Many people, as is the case with this CL intern, turn to food bloggers for daily inspiration on what to cook and where to eat. A recipe or review catches your eye and the immediate hunger strikes. However, the world of food blogging isn’t all about pretty pictures or restaurant recommendations. Yes, there are bloggers who do just that. But some are eexpand beyond food to a variety of issues.
Take Dan Hanley from gay vegans. In addition to writing about veganism and her adventures with her husband Mike as a gay, vegan married couple living in suburban Los Angeles, Hanley tackles topics such as human and animal rights, activism and building bridges between communities.
He says he thinks food choices are a barrier for omnivores going vegan, which is why he’ll cover food in his blog from time to time. To help those considering a vegan lifestyle, it busts the myths surrounding what vegan cooking is – and what vegans eat.

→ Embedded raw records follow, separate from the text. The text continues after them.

//! Atomic order upsert (§4.8). Everything happens inside one `RmsStore`
//! session; any error propagates unchanged after a rollback, so a failed
//! upsert never leaves a partially-written order.

use chrono::Utc;
use std::collections::HashMap;
use std::sync::Arc;
use tracing::{instrument, warn};

use crate::error::SyncError;
use crate::models::{OrderEntry, OrderEntryPatch, OrderHeader, OrderHeaderPatch, OrderHistory, WriteAction};
use crate::store::{OrderRow, RmsStore};

pub struct OrderWriter {
    store: Arc<dyn RmsStore>,
    shipping_item_id: i64,
}

impl OrderWriter {
    pub fn new(store: Arc<dyn RmsStore>, shipping_item_id: i64) -> Self {
        OrderWriter {
            store,
            shipping_item_id,
        }
    }

    #[instrument(skip(self, header, entries))]
    pub async fn upsert(
        &self,
        existing: Option<OrderRow>,
        header: OrderHeader,
        entries: Vec<OrderEntry>,
    ) -> Result<WriteAction, SyncError> {
        let mut session = self.store.begin_session().await?;

        let result = match existing {
            None => self.create(&header, entries, session.as_mut()).await,
            Some(row) => self.update(row, &header, entries, session.as_mut()).await,
        };

        match result {
            Ok(action) => {
                session.commit().await?;
                Ok(action)
            }
            Err(err) => {
                // Rollback errors are logged but the original error wins —
                // the caller needs to know why the upsert failed, not why
                // the rollback (which should always succeed) did.
                if let Err(rollback_err) = session.rollback().await {
                    warn!(error = %rollback_err, "rollback failed after upsert error");
                }
                Err(err)
            }
        }
    }

    async fn create(
        &self,
        header: &OrderHeader,
        entries: Vec<OrderEntry>,
        session: &mut dyn crate::store::Session,
    ) -> Result<WriteAction, SyncError> {
        let id = self.store.create_order(header, session).await?;
        for mut entry in entries {
            entry.order_id = id;
            self.store.create_order_entry(&entry, session).await?;
        }
        let history = OrderHistory::on_create(id, header.store_id, header.deposit, Utc::now());
        self.store.create_order_history(&history, session).await?;
        Ok(WriteAction::Created { id })
    }

    async fn update(
        &self,
        existing: OrderRow,
        header: &OrderHeader,
        entries: Vec<OrderEntry>,
        session: &mut dyn crate::store::Session,
    ) -> Result<WriteAction, SyncError> {
        let id = existing.id;
        let previous_deposit = existing.deposit;
        self.store.update_order(id, &OrderHeaderPatch::from(header), session).await?;

        let existing = self.store.list_order_entries(id, session).await?;
        let existing_by_item: HashMap<i64, &OrderEntry> =
            existing.iter().map(|e| (e.item_id, e)).collect();
        let converted_items: std::collections::HashSet<i64> = entries.iter().map(|e| e.item_id).collect();

        let mut updated = 0u32;
        let mut created = 0u32;
        let mut deleted = 0u32;

        for mut entry in entries {
            entry.order_id = id;
            if let Some(existing_entry) = existing_by_item.get(&entry.item_id) {
                let entry_id = existing_entry
                    .id
                    .expect("entries loaded from the store always carry an id");
                self.store
                    .update_order_entry(entry_id, &OrderEntryPatch::from(&entry), session)
                    .await?;
                updated += 1;
            } else {
                self.store.create_order_entry(&entry, session).await?;
                created += 1;
            }
        }

        for existing_entry in &existing {
            if converted_items.contains(&existing_entry.item_id) {
                continue;
            }
            let entry_id = existing_entry.id.expect("entries loaded from the store always carry an id");
            if existing_entry.item_id == self.shipping_item_id {
                // Shipping removed after a prior sync: zero it out, never
                // delete (§4.8.3.c).
                let patch = OrderEntry::zeroed_shipping_patch(existing_entry);
                self.store.update_order_entry(entry_id, &patch, session).await?;
            } else {
                self.store.delete_order_entry(entry_id, session).await?;
                deleted += 1;
            }
        }

        if header.shipping_charge_on_order.is_positive() && !converted_items.contains(&self.shipping_item_id) {
            warn!(
                order_id = id,
                "header has a positive shipping charge but no converted entry carries the shipping item id"
            );
        }

        let delta_deposit = header.deposit - previous_deposit;
        let history = OrderHistory::on_update(id, header.store_id, delta_deposit, Utc::now());
        self.store.create_order_history(&history, session).await?;

        Ok(WriteAction::Updated {
            id,
            entries_updated: updated,
            entries_created: created,
            entries_deleted: deleted,
        })
    }
}

#[cfg(test)]
mod tests {
    use super::*;
    use crate::models::{Money, OrderReference};
    use crate::store::memory::InMemoryRmsStore;
    use chrono::Utc;
    use rust_decimal::Decimal;

    fn row(id: i64, reference: &str, deposit: Money) -> OrderRow {
        OrderRow {
            id,
            reference_number: OrderReference::new(reference),
            deposit,
        }
    }

    fn header(reference: &str, shipping: Money) -> OrderHeader {
        OrderHeader {
            store_id: 40,
            time: Utc::now(),
            order_type: 1,
            customer_id: None,
            total: Money::from_str("150.00").unwrap(),
            tax: Money::from_str("15.00").unwrap(),
            deposit: Money::from_str("150.00").unwrap(),
            shipping_charge_on_order: shipping,
            reference_number: OrderReference::new(reference),
            channel_type: 2,
            closed: 0,
            customer_email_cache: None,
            storefront_order_number: format!("#{reference}"),
        }
    }

    fn entry(item_id: i64, qty: i64) -> OrderEntry {
        OrderEntry {
            id: None,
            order_id: 0,
            item_id,
            price: Money::from_str("10.00").unwrap(),
            full_price: Money::from_str("10.00").unwrap(),
            cost: None,
            quantity_on_order: Decimal::from(qty),
            quantity_rtd: Decimal::ZERO,
            taxable: 1,
            description: format!("item-{item_id}"),
            sales_rep_id: 0,
            discount_reason_code_id: 0,
            return_reason_code_id: 0,
            is_add_money: false,
            voucher_id: 0,
            comment: None,
            price_source: 0,
        }
    }

    #[tokio::test]
    async fn create_path_writes_header_and_entries() {
        let store = Arc::new(InMemoryRmsStore::new());
        let writer = OrderWriter::new(store.clone(), 9999);
        let action = writer
            .upsert(None, header("1", Money::from_str("5.00").unwrap()), vec![entry(1, 2)])
            .await
            .unwrap();
        let id = action.id();
        assert!(matches!(action, WriteAction::Created { .. }));
        assert_eq!(store.entries_for(id).len(), 1);
    }

    // S3: quantity change + product removed.
    #[tokio::test]
    async fn update_path_reconciles_entries() {
        let store = Arc::new(InMemoryRmsStore::new());
        let writer = OrderWriter::new(store.clone(), 9999);
        let created = writer
            .upsert(None, header("2", Money::ZERO), vec![entry(1, 2), entry(2, 1)])
            .await
            .unwrap();
        let id = created.id();

        let updated = writer
            .upsert(
                Some(row(id, "2", Money::from_str("150.00").unwrap())),
                header("2", Money::ZERO),
                vec![entry(1, 5)],
            )
            .await
            .unwrap();

        match updated {
            WriteAction::Updated {
                entries_updated,
                entries_created,
                entries_deleted,
                ..
            } => {
                assert_eq!(entries_updated, 1);
                assert_eq!(entries_created, 0);
                assert_eq!(entries_deleted, 1);
            }
            _ => panic!("expected update action"),
        }
        let remaining = store.entries_for(id);
        assert_eq!(remaining.len(), 1);
        assert_eq!(remaining[0].quantity_on_order, Decimal::from(5));
    }

    // S4: shipping removed after first sync -> zeroed, not deleted.
    #[tokio::test]
    async fn shipping_removed_is_zeroed_not_deleted() {
        let store = Arc::new(InMemoryRmsStore::new());
        let writer = OrderWriter::new(store.clone(), 9999);
        let shipping_entry = OrderEntry::shipping(0, 9999, Money::from_str("5.00").unwrap());
        let created = writer
            .upsert(None, header("3", Money::from_str("5.00").unwrap()), vec![shipping_entry])
            .await
            .unwrap();
        let id = created.id();

        let updated = writer
            .upsert(Some(row(id, "3", Money::from_str("150.00").unwrap())), header("3", Money::ZERO), vec![])
            .await
            .unwrap();
        match updated {
            WriteAction::Updated { entries_deleted, .. } => assert_eq!(entries_deleted, 0),
            _ => panic!("expected update action"),
        }
        let remaining = store.entries_for(id);
        assert_eq!(remaining.len(), 1);
        assert!(remaining[0].price.is_zero());
        assert_eq!(remaining[0].quantity_on_order, Decimal::ZERO);
    }

    #[tokio::test]
    async fn upsert_writes_an_audit_history_row_each_time() {
        let store = Arc::new(InMemoryRmsStore::new());
        let writer = OrderWriter::new(store.clone(), 9999);
        let created = writer
            .upsert(None, header("5", Money::ZERO), vec![entry(1, 1)])
            .await
            .unwrap();
        let id = created.id();
        let after_create = store.history_for(id);
        assert_eq!(after_create.len(), 1);
        assert_eq!(after_create[0].delta_deposit, Money::from_str("150.00").unwrap());

        let mut edited = header("5", Money::ZERO);
        edited.deposit = Money::from_str("100.00").unwrap();
        writer
            .upsert(
                Some(row(id, "5", Money::from_str("150.00").unwrap())),
                edited,
                vec![entry(1, 1)],
            )
            .await
            .unwrap();
        let after_update = store.history_for(id);
        assert_eq!(after_update.len(), 2);
        assert_eq!(after_update[1].delta_deposit, Money::from_str("-50.00").unwrap());
    }

    #[tokio::test]
    async fn rollback_leaves_no_partial_write() {
        let store = Arc::new(InMemoryRmsStore::new());
        let writer = OrderWriter::new(store.clone(), 9999);
        let mut session = store.begin_session().await.unwrap();
        let existing_before = store
            .find_order_by_reference(&OrderReference::new("4"))
            .await
            .unwrap();
        assert!(existing_before.is_none());
        // Simulate a failure mid-transaction by rolling back directly
        // instead of committing.
        let _ = store
            .create_order(&header("4", Money::ZERO), session.as_mut())
            .await
            .unwrap();
        session.rollback().await.unwrap();
        let existing_after = store
            .find_order_by_reference(&OrderReference::new("4"))
            .await
            .unwrap();
        assert!(existing_after.is_none());
        let _ = writer;
    }
}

“Being vegan for me has completely changed the way I look at food,” Hanley said, “and I think the variety of food choices that are part of a vegan life is endless.”
A brown table
It’s not often you find newspaper columnists moonlighting as food bloggers. Based in Oakland, CA Nik Sharma works double time on his blog, A brown tableand Sunday column of the same name for the San Francisco Chronicle. Both are based on recipes.
“My recipes are inspired by my experience as an immigrant and draw inspiration from my childhood in India and America,” Sharma said.
He tells CL that he got into food writing because it gave him the opportunity to connect with people as a gay immigrant. Writing has also helped him develop his cuisine. According to Sharma, he noticed over time that his style was adapting and acclimating to his new surroundings in the United States. How can moving to another country change someone’s approach to cooking, right?
I have never
Locally, the the guys behind I have never, Nicholas Catania and Ryan Sullivan focus on trying new things for their lifestyle blog; they appreciate the unique experiences around Tampa and everywhere else they travel, after all. Mmarried in March, the duo say finding LGBTQ-friendly places is important to them because they want to frequent places that are welcoming to everyone.
Being a young gay couple also gives them a unique perspective. They have gone from showcasing Bay Area reviews, events and adventures on NHIE to sharing their daily and global life experiences, including their marriage and numerous music festivals. But, you know, since they love food, their audiences know to expect stories about their frequent food escapades.
“We hope that by sharing our stories and adventures, we can encourage our subscribers to get out and try new experiences while inspiring them to take pride in what makes them unique,” Sullivan and Catania said.